Le court roman L'Horloge des siècles a pour thème le temps inversé. La dernière édition en date propose en quatrième de couverture un résumé fidèle : « Paru en 1901 dans « La Vie illustrée » puis en version intégrale en 1902, « L'Horloge des siècles » est une anticipation à rebours. Un cataclysme cosmique provoque la rotation en sens inverse de la Terre. Mais bien plus grave, il entraîne un dérèglement de la marche du temps qui, soudain, fonctionne « à l'envers » de ce que l'on en connaît ! Les vieillards redeviennent jeunes, les plus jeunes retombent en enfance et, pire, les morts ressuscitent, avant, eux aussi, de rajeunir inexorablement... Les situations, les carrières, les couples, bref la société, tout se trouve emporté dans ce maelstrom du temps inversé. Entre cocasserie et sérieux de la réflexion sur le temps, sur l'histoire, sur la guerre, sur la question sociale ou sur l'humanité en général, Robida nous entraîne dans un roman échevelé, loin des sentiers balisés de la connaissance. Et le livre s'arrête lorsque s'annonce le retour prévisible du « dernier coup de canon de Waterloo », pour ne pas dire de la bête noire de Robida : Napoléon Ier. »
À travers l'histoire de quelques personnages, Albert Robida nous emmène dans une société qui régresse temporellement, dans laquelle les faibles d'aujourd'hui redeviennent les forts d'hier et inversement, et où le progrès, dont le caractère inéluctable était partagé par nombre de penseurs, est remis en cause.

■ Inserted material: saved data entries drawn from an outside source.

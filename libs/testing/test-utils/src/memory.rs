//! In-memory document store
//!
//! Mirrors the observable behavior of the MongoDB store: generated ObjectId
//! identifiers, equality filters, insertion order and the `limit` cap.

use async_trait::async_trait;
use database::mongodb::bson::{Document, oid::ObjectId};
use database::{DocumentStore, StoreError, StoreResult};
use std::collections::HashMap;
use std::sync::{Arc, PoisonError, RwLock};

/// Cloneable in-memory `DocumentStore`; clones share the same collections.
///
/// # Example
///
/// ```no_run
/// use test_utils::MemoryDocumentStore;
///
/// let store = MemoryDocumentStore::new();
/// let outage = MemoryDocumentStore::unavailable("connection refused");
/// ```
#[derive(Clone, Default)]
pub struct MemoryDocumentStore {
    collections: Arc<RwLock<HashMap<String, Vec<Document>>>>,
    failure: Option<String>,
}

impl MemoryDocumentStore {
    pub fn new() -> Self {
        Self::default()
    }

    /// A store whose every operation fails with `StoreError::Unavailable(reason)`.
    pub fn unavailable(reason: impl Into<String>) -> Self {
        Self {
            failure: Some(reason.into()),
            ..Self::default()
        }
    }

    /// Number of documents currently stored in `collection`.
    pub fn count(&self, collection: &str) -> usize {
        self.collections
            .read()
            .unwrap_or_else(PoisonError::into_inner)
            .get(collection)
            .map_or(0, Vec::len)
    }

    fn check_available(&self) -> StoreResult<()> {
        match &self.failure {
            Some(reason) => Err(StoreError::Unavailable(reason.clone())),
            None => Ok(()),
        }
    }

    fn matches(document: &Document, filter: &Document) -> bool {
        filter
            .iter()
            .all(|(key, value)| document.get(key) == Some(value))
    }
}

#[async_trait]
impl DocumentStore for MemoryDocumentStore {
    async fn create_document(&self, collection: &str, document: Document) -> StoreResult<String> {
        self.check_available()?;

        let id = ObjectId::new();
        let mut stored = Document::new();
        stored.insert("_id", id);
        stored.extend(document.into_iter().filter(|(key, _)| key != "_id"));

        self.collections
            .write()
            .unwrap_or_else(PoisonError::into_inner)
            .entry(collection.to_string())
            .or_default()
            .push(stored);

        Ok(id.to_hex())
    }

    async fn get_documents(
        &self,
        collection: &str,
        filter: Document,
        limit: i64,
    ) -> StoreResult<Vec<Document>> {
        self.check_available()?;

        let collections = self.collections.read().unwrap_or_else(PoisonError::into_inner);
        let Some(documents) = collections.get(collection) else {
            return Ok(Vec::new());
        };

        // Negative limits return |limit| documents like MongoDB; zero means no limit
        let cap = match limit.unsigned_abs() {
            0 => usize::MAX,
            n => usize::try_from(n).unwrap_or(usize::MAX),
        };

        Ok(documents
            .iter()
            .filter(|document| Self::matches(document, &filter))
            .take(cap)
            .cloned()
            .collect())
    }

    async fn find_document(
        &self,
        collection: &str,
        filter: Document,
    ) -> StoreResult<Option<Document>> {
        self.check_available()?;

        let collections = self.collections.read().unwrap_or_else(PoisonError::into_inner);
        Ok(collections.get(collection).and_then(|documents| {
            documents
                .iter()
                .find(|document| Self::matches(document, &filter))
                .cloned()
        }))
    }
}
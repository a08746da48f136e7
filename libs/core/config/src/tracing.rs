use crate::Environment;
use tracing::{debug, info};
use tracing_subscriber::{prelude::*, EnvFilter};

/// Install color-eyre with the workspace defaults.
///
/// Call this first in `main()` so startup errors are rendered with their location.
/// Safe to call multiple times.
pub fn install_color_eyre() {
    let _ = color_eyre::config::HookBuilder::default()
        .display_location_section(true)
        .display_env_section(false)
        .install();
}

/// Initialize tracing with environment-aware output and error span capture.
///
/// - **Production** (`APP_ENV=production`): flattened JSON lines, no targets,
///   `info` and above.
/// - **Development** (default): pretty output, `debug` for our crates while the
///   MongoDB driver stays at `info`.
///
/// `RUST_LOG` overrides either default. An [`tracing_error::ErrorLayer`] is installed
/// in both modes so `eyre` reports carry span traces.
///
/// Repeated calls are ignored, which keeps tests that share a process happy.
pub fn init_tracing(environment: &Environment) {
    let is_production = environment.is_production();

    let filter = EnvFilter::try_from_default_env().unwrap_or_else(|_| {
        if is_production {
            EnvFilter::new("info")
        } else {
            EnvFilter::new("debug,mongodb=info,hyper=info")
        }
    });

    let result = if is_production {
        tracing_subscriber::registry()
            .with(
                tracing_subscriber::fmt::layer()
                    .json()
                    .with_target(false)
                    .flatten_event(true),
            )
            .with(tracing_error::ErrorLayer::default())
            .with(filter)
            .try_init()
    } else {
        tracing_subscriber::registry()
            .with(
                tracing_subscriber::fmt::layer()
                    .with_target(true)
                    .with_file(false)
                    .with_line_number(false)
                    .pretty(),
            )
            .with(tracing_error::ErrorLayer::default())
            .with(filter)
            .try_init()
    };

    match result {
        Ok(_) => info!(?environment, "Tracing initialized"),
        Err(_) => debug!("Tracing already initialized, skipping re-initialization"),
    }
}

#[cfg(test)]
mod tests {
    use super::*;

    #[test]
    fn test_init_tracing_development() {
        init_tracing(&Environment::Development);
    }

    #[test]
    fn test_init_tracing_production() {
        init_tracing(&Environment::Production);
    }

    #[test]
    fn test_init_tracing_multiple_calls() {
        let env = Environment::Development;
        init_tracing(&env);
        init_tracing(&env);
    }

    #[test]
    fn test_init_tracing_with_rust_log_env() {
        temp_env::with_var("RUST_LOG", Some("warn"), || {
            init_tracing(&Environment::Production);
        });
    }
}
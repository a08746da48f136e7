use mongodb::{Client, Database};
use tracing::{info, warn};

use super::{DEFAULT_DATABASE, MongoConfig, connect_from_config};
use crate::store::{StoreError, StoreResult};

/// Process-wide database handle.
///
/// Established once at startup and shared by every request. When no connection
/// string is configured, or it cannot be parsed, the handle is `Unavailable` and
/// every store operation fails with [`StoreError::Unavailable`] instead of
/// aborting the process.
#[derive(Clone, Debug)]
pub enum MongoHandle {
    Connected { client: Client, database: Database },
    Unavailable { reason: String },
}

impl MongoHandle {
    /// Build the handle from an optional config, never failing.
    pub async fn establish(config: Option<&MongoConfig>) -> Self {
        let Some(config) = config else {
            warn!("DATABASE_URL not set, running without a database");
            return Self::unavailable("DATABASE_URL not set");
        };

        match connect_from_config(config).await {
            Ok(client) => {
                let name = config
                    .database
                    .clone()
                    .or_else(|| client.default_database().map(|db| db.name().to_string()))
                    .unwrap_or_else(|| DEFAULT_DATABASE.to_string());
                info!(database = %name, "MongoDB handle ready");
                Self::connected(client, &name)
            }
            Err(e) => {
                warn!(error = %e, "MongoDB unavailable, continuing without a database");
                Self::unavailable(e.to_string())
            }
        }
    }

    pub fn connected(client: Client, database: &str) -> Self {
        let database = client.database(database);
        Self::Connected { client, database }
    }

    pub fn unavailable(reason: impl Into<String>) -> Self {
        Self::Unavailable {
            reason: reason.into(),
        }
    }

    pub fn is_connected(&self) -> bool {
        matches!(self, Self::Connected { .. })
    }

    /// The selected database, or [`StoreError::Unavailable`].
    pub fn database(&self) -> StoreResult<&Database> {
        match self {
            Self::Connected { database, .. } => Ok(database),
            Self::Unavailable { reason } => Err(StoreError::Unavailable(reason.clone())),
        }
    }

    pub fn database_name(&self) -> Option<&str> {
        match self {
            Self::Connected { database, .. } => Some(database.name()),
            Self::Unavailable { .. } => None,
        }
    }

    pub fn client(&self) -> Option<&Client> {
        match self {
            Self::Connected { client, .. } => Some(client),
            Self::Unavailable { .. } => None,
        }
    }
}
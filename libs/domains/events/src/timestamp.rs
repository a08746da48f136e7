//! Event timestamps.
//!
//! Timestamps are naive UTC date-times. Input accepts RFC 3339 (any offset is
//! normalized to UTC), naive ISO-8601 date-times, bare dates and Unix seconds.
//! MongoDB stores them as BSON datetimes with millisecond precision.

use chrono::{DateTime, NaiveDate, NaiveDateTime};
use mongodb::bson;
use serde::de::{self, Deserializer, Visitor};
use std::fmt;

const NAIVE_FORMATS: [&str; 3] = [
    "%Y-%m-%dT%H:%M:%S%.f",
    "%Y-%m-%d %H:%M:%S%.f",
    "%Y-%m-%dT%H:%M",
];

/// Parse a timestamp string into a naive UTC date-time.
pub fn parse(value: &str) -> Result<NaiveDateTime, String> {
    let value = value.trim();

    if let Ok(with_offset) = DateTime::parse_from_rfc3339(value) {
        return Ok(with_offset.naive_utc());
    }

    for format in NAIVE_FORMATS {
        if let Ok(naive) = NaiveDateTime::parse_from_str(value, format) {
            return Ok(naive);
        }
    }

    NaiveDate::parse_from_str(value, "%Y-%m-%d")
        .ok()
        .and_then(|date| date.and_hms_opt(0, 0, 0))
        .ok_or_else(|| format!("invalid datetime: '{}'", value))
}

fn from_unix_seconds(seconds: f64) -> Option<NaiveDateTime> {
    if !seconds.is_finite() {
        return None;
    }
    let millis = (seconds * 1000.0).round() as i64;
    DateTime::from_timestamp_millis(millis).map(|dt| dt.naive_utc())
}

/// Serde `deserialize_with` adapter for [`parse`], also accepting Unix seconds.
pub fn deserialize<'de, D>(deserializer: D) -> Result<NaiveDateTime, D::Error>
where
    D: Deserializer<'de>,
{
    struct TimestampVisitor;

    impl Visitor<'_> for TimestampVisitor {
        type Value = NaiveDateTime;

        fn expecting(&self, f: &mut fmt::Formatter) -> fmt::Result {
            f.write_str("an ISO-8601 datetime string or Unix timestamp")
        }

        fn visit_str<E: de::Error>(self, value: &str) -> Result<Self::Value, E> {
            parse(value).map_err(E::custom)
        }

        fn visit_i64<E: de::Error>(self, value: i64) -> Result<Self::Value, E> {
            self.visit_f64(value as f64)
        }

        fn visit_u64<E: de::Error>(self, value: u64) -> Result<Self::Value, E> {
            self.visit_f64(value as f64)
        }

        fn visit_f64<E: de::Error>(self, value: f64) -> Result<Self::Value, E> {
            from_unix_seconds(value)
                .ok_or_else(|| E::custom(format!("timestamp out of range: {}", value)))
        }
    }

    deserializer.deserialize_any(TimestampVisitor)
}

/// Convert to the BSON representation (millisecond precision).
pub fn to_bson(value: &NaiveDateTime) -> bson::DateTime {
    bson::DateTime::from_millis(value.and_utc().timestamp_millis())
}

/// Convert from BSON; `None` when outside chrono's representable range.
pub fn from_bson(value: bson::DateTime) -> Option<NaiveDateTime> {
    DateTime::from_timestamp_millis(value.timestamp_millis()).map(|dt| dt.naive_utc())
}
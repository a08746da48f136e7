//! Server infrastructure module.
//!
//! - Application router with OpenAPI documentation and middleware
//! - Graceful shutdown coordination with bounded cleanup
//!
//! # Example
//!
//! ```ignore
//! use axum_helpers::server::{create_production_app, create_router};
//!
//! let router = create_router::<ApiDoc>(root_routes, api_routes);
//! create_production_app(router, &config.server, Duration::from_secs(30), async {}).await?;
//! ```

pub mod app;
pub mod shutdown;

pub use app::{OPENAPI_JSON_PATH, create_production_app, create_router};
pub use shutdown::{ShutdownCoordinator, shutdown_signal};
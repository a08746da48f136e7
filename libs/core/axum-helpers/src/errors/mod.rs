pub mod codes;
pub mod handlers;
pub mod responses;

pub use codes::ErrorCode;

use axum::{
    Json,
    extract::rejection::JsonRejection,
    http::StatusCode,
    response::{IntoResponse, Response},
};
use serde::Serialize;
use thiserror::Error;
use utoipa::ToSchema;
use validator::ValidationErrors;

/// Longest message echoed back in a 5xx response body.
pub const MAX_ERROR_MESSAGE_CHARS: usize = 200;

/// Standard error response structure.
///
/// Returned for all error responses:
/// - `code`: Integer error code for logging/monitoring (e.g., 1004)
/// - `error`: Machine-readable error identifier (e.g., "NOT_FOUND")
/// - `message`: Human-readable error message
/// - `details`: Optional additional error details (e.g., validation errors)
///
/// # JSON Example
///
/// ```json
/// {
///   "code": 1004,
///   "error": "NOT_FOUND",
///   "message": "Event 65a1f0c2e4b0a1b2c3d4e5f6 not found"
/// }
/// ```
#[derive(Serialize, ToSchema)]
pub struct ErrorResponse {
    /// Integer error code for logging and monitoring
    pub code: i32,
    /// Machine-readable error identifier for programmatic handling
    pub error: String,
    /// Human-readable error message
    pub message: String,
    /// Optional structured error details (e.g., validation field errors)
    #[serde(skip_serializing_if = "Option::is_none")]
    pub details: Option<serde_json::Value>,
}

impl ErrorResponse {
    pub fn new(code: ErrorCode, message: impl Into<String>) -> Self {
        Self {
            code: code.code(),
            error: code.as_str().to_string(),
            message: message.into(),
            details: None,
        }
    }

    pub fn with_details(mut self, details: serde_json::Value) -> Self {
        self.details = Some(details);
        self
    }
}

/// Application error type that can be converted to HTTP responses.
#[derive(Debug, Error)]
#[non_exhaustive]
pub enum AppError {
    #[error("JSON extraction error: {0}")]
    JsonExtractorRejection(#[from] JsonRejection),

    #[error("Validation error: {0}")]
    ValidationError(#[from] ValidationErrors),

    #[error("Bad Request: {0}")]
    BadRequest(String),

    #[error("Not Found: {0}")]
    NotFound(String),

    #[error("Database error: {0}")]
    Database(String),

    #[error("Database unavailable: {0}")]
    DatabaseUnavailable(String),
}

impl IntoResponse for AppError {
    fn into_response(self) -> Response {
        let (status, body) = match self {
            AppError::JsonExtractorRejection(e) => {
                tracing::info!(
                    error_code = ErrorCode::JsonExtraction.code(),
                    "JSON extraction error: {:?}",
                    e
                );
                (
                    StatusCode::UNPROCESSABLE_ENTITY,
                    ErrorResponse::new(ErrorCode::JsonExtraction, e.body_text()),
                )
            }
            AppError::ValidationError(e) => {
                tracing::info!(
                    error_code = ErrorCode::ValidationError.code(),
                    "Validation error: {:?}",
                    e
                );
                let details = serde_json::to_value(&e).unwrap_or(serde_json::Value::Null);
                (
                    StatusCode::UNPROCESSABLE_ENTITY,
                    ErrorResponse::new(
                        ErrorCode::ValidationError,
                        ErrorCode::ValidationError.default_message(),
                    )
                    .with_details(details),
                )
            }
            AppError::BadRequest(msg) => {
                tracing::info!(error_code = ErrorCode::InvalidId.code(), "Bad request: {}", msg);
                (
                    StatusCode::BAD_REQUEST,
                    ErrorResponse::new(ErrorCode::InvalidId, msg),
                )
            }
            AppError::NotFound(msg) => {
                tracing::info!(error_code = ErrorCode::NotFound.code(), "Not found: {}", msg);
                (
                    StatusCode::NOT_FOUND,
                    ErrorResponse::new(ErrorCode::NotFound, msg),
                )
            }
            AppError::Database(msg) => {
                tracing::error!(
                    error_code = ErrorCode::DatabaseError.code(),
                    "Database error: {}",
                    msg
                );
                (
                    StatusCode::INTERNAL_SERVER_ERROR,
                    ErrorResponse::new(
                        ErrorCode::DatabaseError,
                        truncate_message(&msg, MAX_ERROR_MESSAGE_CHARS),
                    ),
                )
            }
            AppError::DatabaseUnavailable(msg) => {
                tracing::error!(
                    error_code = ErrorCode::DatabaseUnavailable.code(),
                    "Database unavailable: {}",
                    msg
                );
                (
                    StatusCode::INTERNAL_SERVER_ERROR,
                    ErrorResponse::new(
                        ErrorCode::DatabaseUnavailable,
                        truncate_message(&msg, MAX_ERROR_MESSAGE_CHARS),
                    ),
                )
            }
        };

        (status, Json(body)).into_response()
    }
}

/// Cut `message` to at most `max_chars` characters, on a char boundary.
pub fn truncate_message(message: &str, max_chars: usize) -> String {
    match message.char_indices().nth(max_chars) {
        Some((byte_index, _)) => message[..byte_index].to_string(),
        None => message.to_string(),
    }
}

#[cfg(test)]
mod tests {
    use super::*;
    use axum::body::to_bytes;

    async fn body_json(response: Response) -> serde_json::Value {
        let bytes = to_bytes(response.into_body(), usize::MAX).await.unwrap();
        serde_json::from_slice(&bytes).unwrap()
    }

    #[test]
    fn test_truncate_message() {
        assert_eq!(truncate_message("short", 50), "short");
        assert_eq!(truncate_message("abcdef", 3), "abc");
        // multi-byte characters are never split
        assert_eq!(truncate_message("⚠️ déjà vu", 4), "⚠️ d");
    }

    #[tokio::test]
    async fn test_not_found_response() {
        let response = AppError::NotFound("Event abc not found".into()).into_response();
        assert_eq!(response.status(), StatusCode::NOT_FOUND);

        let body = body_json(response).await;
        assert_eq!(body["code"], 1004);
        assert_eq!(body["error"], "NOT_FOUND");
        assert_eq!(body["message"], "Event abc not found");
        assert!(body.get("details").is_none());
    }

    #[tokio::test]
    async fn test_bad_request_response() {
        let response = AppError::BadRequest("Invalid event_id".into()).into_response();
        assert_eq!(response.status(), StatusCode::BAD_REQUEST);
        assert_eq!(body_json(response).await["error"], "INVALID_ID");
    }

    #[tokio::test]
    async fn test_database_errors_are_500_and_truncated() {
        let long = "x".repeat(MAX_ERROR_MESSAGE_CHARS + 50);
        let response = AppError::Database(long).into_response();
        assert_eq!(response.status(), StatusCode::INTERNAL_SERVER_ERROR);

        let body = body_json(response).await;
        assert_eq!(body["error"], "DATABASE_ERROR");
        assert_eq!(
            body["message"].as_str().unwrap().chars().count(),
            MAX_ERROR_MESSAGE_CHARS
        );

        let response = AppError::DatabaseUnavailable("DATABASE_URL not set".into()).into_response();
        assert_eq!(response.status(), StatusCode::INTERNAL_SERVER_ERROR);
        assert_eq!(body_json(response).await["error"], "DATABASE_UNAVAILABLE");
    }
}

Lire Robida, c'est retrouver certes une science fiction ancienne dont l'écriture peut sembler désuète mais aussi rencontrer des préoccupations très contemporaines comme celles des réactions face aux progrès scientifiques et techniques, de la guerre et de la paix ou du rapport de l'homme à la nature et au temps.
Extraits :
À rebrousse-temps :
- Oui, la vie retourne en arrière, mon ami, c'est la vérité absolue ! Ce bouleversement de l'univers au cours duquel la race humaine a pu se croire arrivée à sa fin, a été bien plus complet que l'on pensait dans les premiers temps qui ont suivi la Grande Épouvante, aux premières étrangetés et bizarreries constatées ! On ne peut pas dire que le monde a fini, puisque sa course continue en arrière ! Après le grand détraquement dans lequel on a cru que les temps étaient révolus, l'horloge des siècles remarche, mais elle marche à l'envers, le monde, en un mot va à rebrousse-temps !
Le retour des anciens :
Ce retour à la vie, cette rentrée en scène des ancêtres apportait dans les familles, nous l'avons dit, d'étonnantes modifications et transformait de fond en comble l'ancienne organisation. Motifs de profonde stupéfaction pour les fils, mais combien davantage d'étonnements et de troubles d'âme aussi pour les pères ! Quels transports de joie, d'abord, au retour dans ce vieux monde, dans la famille retrouvée ! Moment d'indicible allégresse ! Rien n'était fini, tout recommençait au contraire. Que d'émotions et que de réflexions ensuite, quand on avait fini de serrer dans les bras cette famille perdue, croyait-on, à jamais, quand l'on recommençait à revivre les anciens jours.
Ah ! quels retournements d'âme, quels puissants motifs à salutaires et profondes réflexions, et quel abîme de réminiscences, assez souvent amères et pénibles !
Que de choses dans l'existence d'autrefois auraient pu être modifiées, en mieux sans doute, jadis, si l'on avait pu prévoir cette deuxième rencontre des pères et des fils dans des conditions absolument renversées !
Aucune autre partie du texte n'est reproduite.